I have become a fan of Zite, which I now consult on iPad at least as much as I do Flipboard. I wish I knew why I liked it, however. Zite employs both my usage patterns as well as a reading of the content zeitgeist and my Twitter/Google Reader feeds to determine what stories I am most likely to want to read in a series of topic categories. I like the way the stories are presented visually, which may be as much a part of the appeal as the selection, and generally I find the first couple of pages of choices targeted to my tastes. For instance, In the Arts & Culture section, stories related to book-length fiction seem to float to the top, and this certainly reflects the interests I demonstrate through click behavior.

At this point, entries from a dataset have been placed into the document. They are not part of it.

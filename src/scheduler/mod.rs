//! Round-robin over terminals. Each tick hands the CPU to the next active
//! terminal's owning process. Processes of one terminal never preempt each other.

pub mod context;

use crate::config::{MAX_PROCESSES, SHELL};
use crate::drivers::keyboard::scancodes::KeyCode;
use crate::drivers::tty::{KeyAction, TerminalId};
use crate::kernel::KernelState;
use crate::machine::Machine;
use crate::memory::program_slot;
use crate::syscalls::lifecycle::PROCESS_LIMIT_MESSAGE;
use crate::syscalls::Transfer;

impl<'a> KernelState<'a> {
    /// Timer tick: pick the next active terminal and point the address space at it.
    pub fn tick<M: Machine>(&mut self, machine: &mut M) -> Transfer {
        let current = self.terminals.scheduled();
        let Some(next) = self.terminals.next_active(current) else {
            return Transfer::Stay;
        };
        if next == current {
            return Transfer::Stay;
        }
        let record = self.terminals.get(next);
        let Some(owner) = record.owner else {
            return Transfer::Stay;
        };
        if record.context.is_empty() {
            crate::log_warn!("scheduler: terminal {} has no parked flow, staying on {}", next.0, current.0);
            return Transfer::Stay;
        }

        self.address_space.map_program(machine, program_slot(owner));
        let page = self.terminals.video_page(next);
        self.address_space.map_terminal_video(machine, page);
        machine.set_kernel_stack(self.processes.kernel_stack_top(owner));
        self.terminals.set_scheduled(next);
        Transfer::Switch { from: current, to: next }
    }

    /// Show terminal `to`. A terminal that never ran gets a fresh shell.
    pub fn switch_terminal<M: Machine>(&mut self, machine: &mut M, to: TerminalId) -> Transfer {
        let from = self.terminals.displayed();
        if to == from {
            return Transfer::Stay;
        }
        let scheduled = self.terminals.scheduled();

        if self.terminals.get(to).active {
            self.terminals.switch_display(machine, to);
            // The scheduled process may have its screen mapped; follow it to its new home.
            let page = self.terminals.video_page(scheduled);
            self.address_space.map_terminal_video(machine, page);
            crate::log_info!("terminal: displaying {}", to.0);
            return Transfer::Stay;
        }

        if self.processes.live_count() >= MAX_PROCESSES {
            self.terminals.write(machine, from, PROCESS_LIMIT_MESSAGE);
            crate::log_warn!("terminal: no process left to start terminal {}", to.0);
            return Transfer::Stay;
        }

        self.terminals.switch_display(machine, to);
        match self.spawn(machine, to, SHELL, &[], Some(scheduled)) {
            Ok(launch) => {
                self.terminals.set_scheduled(to);
                self.address_space.map_terminal_video(machine, None);
                crate::log_info!("terminal: started shell on {}", to.0);
                Transfer::Launch(launch)
            }
            Err(err) => {
                crate::log_error!("terminal: could not start shell on {}: {}", to.0, err);
                self.terminals.switch_display(machine, from);
                Transfer::Stay
            }
        }
    }

    /// Feed one key to the displayed terminal.
    pub fn handle_key<M: Machine>(&mut self, machine: &mut M, key: KeyCode) -> Transfer {
        match self.terminals.receive_key(machine, key) {
            KeyAction::Handled => Transfer::Stay,
            KeyAction::SwitchTo(to) => self.switch_terminal(machine, to),
        }
    }
}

Now on Flipboard, the aggregation experience is being driven more directly by the social layer, both mine and the overall Twitter/Facebook universe as well as my Google Reader feed. Exactly how this mix works is still unclear to me as the user. Flipboard does actually source its references, so you can see which stream provided the link. When I first started using Flipboard, I actually did see referrals from identifiable Facebook friends, but now the items are sourced more from feeds I have not subscribed to anywhere. I can't tell what is informing the choices so much anymore. But only by comparison to Zite, this end user can see that Flipboard favors popular stories from major media sources. It feels more like a scrape of top headlines than Zite, which tends to get more obscure.
The strangest of the personalized content experience I get on the iPad is from the video clips aggregator Showyou. This one really does make extensive use of the Twitterstream to provide an attractive wall of thumbnails that click into clips. In addition to relying on your Twitter subscribers for referrals, the service does let you add in other popular people and feeds to thicken the range of video material. The selling point for Showyou initially was that it is AirPlay-capable. For owners of an iPad and Apple TV, the videos you show on the tablet can be transferred at will to your TV screen. In essence it creates a unique personalized video aggregation experience on your TV.
But for me the end result has been unsatisfying. Perhaps it is the quality of my Twitter-verse, or just the kinds of videos that get shared here, but my collection is a hodgepodge of clips that generally do not interest me. It feels more like a random selection from YouTube.
Oddly enough, the basic purpose of personalized aggregators is to minimize the number of sources a mobile user needs to consult. It turns out that I end up using multiple aggregators, however, in much the same way I use multiple primary news sources. I also use vertical aggregators for Apple-related news and video games news from others, even though I also have those channels in Zite and Flipboard. The aggregators, too, have styles and emphases much like primary sources, and so this user ends up still consulting multiple aggregation sources.
No one size does fit all in the end. Behavioral and social data help filter some news, but ultimately the media-grazing habit is still fueled by the fear of missing something. No matter how many algorithms we throw at media distribution and consumption, I wonder if we ever will trust the big robot in the cloud to determine what we do and don't see.